#### Material to process

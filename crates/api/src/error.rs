use axum::http::StatusCode;
use axum::response::{IntoResponse, Response};
use serde_json::json;

use fleetmon_core::error::CoreError;

/// Application-level error type for HTTP handlers.
///
/// Wraps [`CoreError`] for domain errors and adds HTTP-specific variants.
/// Implements [`IntoResponse`] to produce consistent JSON error responses.
#[derive(Debug, thiserror::Error)]
pub enum AppError {
    /// A domain-level error from `fleetmon_core`.
    #[error(transparent)]
    Core(#[from] CoreError),

    /// A database error from sqlx.
    #[error("Database error: {0}")]
    Database(#[from] sqlx::Error),

    /// A resource lookup by key found nothing.
    #[error("Not found: {0}")]
    NotFound(String),

    /// A bad request with a human-readable message.
    #[error("Bad request: {0}")]
    BadRequest(String),
}

/// Convenience type alias for handler return values.
pub type AppResult<T> = Result<T, AppError>;

impl IntoResponse for AppError {
    fn into_response(self) -> Response {
        let (status, code, message) = match &self {
            AppError::Core(core) => match core {
                CoreError::NotFound { entity, id } => (
                    StatusCode::NOT_FOUND,
                    "NOT_FOUND",
                    format!("{entity} with id {id} not found"),
                ),
                CoreError::Validation(msg) => {
                    (StatusCode::BAD_REQUEST, "VALIDATION_ERROR", msg.clone())
                }
                CoreError::Internal(msg) => {
                    tracing::error!(error = %msg, "Internal core error");
                    (
                        StatusCode::INTERNAL_SERVER_ERROR,
                        "INTERNAL_ERROR",
                        "An internal error occurred".to_string(),
                    )
                }
            },

            AppError::Database(err) => classify_sqlx_error(err),

            AppError::NotFound(msg) => (StatusCode::NOT_FOUND, "NOT_FOUND", msg.clone()),
            AppError::BadRequest(msg) => (StatusCode::BAD_REQUEST, "BAD_REQUEST", msg.clone()),
        };

        let body = json!({
            "error": message,
            "code": code,
        });

        (status, axum::Json(body)).into_response()
    }
}

/// Classify a sqlx error into an HTTP status, error code, and message.
///
/// - `RowNotFound` maps to 404.
/// - Unique constraint violations (constraint name starting with `uq_`) map to 409.
/// - Everything else maps to 500 with a sanitized message.
fn classify_sqlx_error(err: &sqlx::Error) -> (StatusCode, &'static str, String) {
    match err {
        sqlx::Error::RowNotFound => (
            StatusCode::NOT_FOUND,
            "NOT_FOUND",
            "Resource not found".to_string(),
        ),
        sqlx::Error::Database(db_err) => {
            // PostgreSQL unique constraint violation: error code 23505
            if db_err.code().as_deref() == Some("23505") {
                let constraint = db_err.constraint().unwrap_or("unknown");
                if constraint.starts_with("uq_") {
                    return (
                        StatusCode::CONFLICT,
                        "CONFLICT",
                        format!("Duplicate value violates unique constraint: {constraint}"),
                    );
                }
            }
            tracing::error!(error = %db_err, "Database error");
            (
                StatusCode::INTERNAL_SERVER_ERROR,
                "INTERNAL_ERROR",
                "An internal error occurred".to_string(),
            )
        }
        other => {
            tracing::error!(error = %other, "Database error");
            (
                StatusCode::INTERNAL_SERVER_ERROR,
                "INTERNAL_ERROR",
                "An internal error occurred".to_string(),
            )
        }
    }
}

########

- Task to carry out -
Could you retype all of the records above exactly as they appear?

- Response box -
filename crates/api/src/error.rs
use axum::http::StatusCode;
use axum::response::{IntoResponse, Response};
use serde_json::json;

use fleetmon_core::error::CoreError;

/// Application-level error type for HTTP handlers.
///
/// Wraps [`CoreError`] for domain errors and adds HTTP-specific variants.
/// Implements [`IntoResponse`] to produce consistent JSON error responses.
#[derive(Debug, thiserror::Error)]
pub enum AppError {
    /// A domain-level error from `fleetmon_core`.
    #[error(transparent)]
    Core(#[from] CoreError),

    /// A database error from sqlx.
    #[error("Database error: {0}")]
    Database(#[from] sqlx::Error),

    /// A resource lookup by key found nothing.
    #[error("Not found: {0}")]
    NotFound(String),

    /// A bad request with a human-readable message.
    #[error("Bad request: {0}")]
    BadRequest(String),
}

/// Convenience type alias for handler return values.
pub type AppResult<T> = Result<T, AppError>;

impl IntoResponse for AppError {
    fn into_response(self) -> Response {
        let (status, code, message) = match &self {
            AppError::Core(core) => match core {
                CoreError::NotFound { entity, id } => (
                    StatusCode::NOT_FOUND,
                    "NOT_FOUND",
                    format!("{entity} with id {id} not found"),
                ),
                CoreError::Validation(msg) => {
                    (StatusCode::BAD_REQUEST, "VALIDATION_ERROR", msg.clone())
                }
                CoreError::Internal(msg) => {
                    tracing::error!(error = %msg, "Internal core error");
                    (
                        StatusCode::INTERNAL_SERVER_ERROR,
                        "INTERNAL_ERROR",
                        "An internal error occurred".to_string(),
                    )
                }
            },

            AppError::Database(err) => classify_sqlx_error(err),

            AppError::NotFound(msg) => (StatusCode::NOT_FOUND, "NOT_FOUND", msg.clone()),
            AppError::BadRequest(msg) => (StatusCode::BAD_REQUEST, "BAD_REQUEST", msg.clone()),
        };

        let body = json!({
            "error": message,
            "code": code,
        });

        (status, axum::Json(body)).into_response()
    }
}

/// Classify a sqlx error into an HTTP status, error code, and message.
///
/// - `RowNotFound` maps to 404.
/// - Unique constraint violations (constraint name starting with `uq_`) map to 409.
/// - Everything else maps to 500 with a sanitized message.
fn classify_sqlx_error(err: &sqlx::Error) -> (StatusCode, &'static str, String) {
    match err {
        sqlx::Error::RowNotFound => (
            StatusCode::NOT_FOUND,
            "NOT_FOUND",
            "Resource not found".to_string(),
        ),
        sqlx::Error::Database(db_err) => {
            // PostgreSQL unique constraint violation: error code 23505
            if db_err.code().as_deref() == Some("23505") {
                let constraint = db_err.constraint().unwrap_or("unknown");
                if constraint.starts_with("uq_") {
                    return (
                        StatusCode::CONFLICT,
                        "CONFLICT",
                        format!("Duplicate value violates unique constraint: {constraint}"),
                    );
                }
            }
            tracing::error!(error = %db_err, "Database error");
            (
                StatusCode::INTERNAL_SERVER_ERROR,
                "INTERNAL_ERROR",
                "An internal error occurred".to_string(),
            )
        }
        other => {
            tracing::error!(error = %other, "Database error");
            (
                StatusCode::INTERNAL_SERVER_ERROR,
                "INTERNAL_ERROR",
                "An internal error occurred".to_string(),
            )
        }
    }
}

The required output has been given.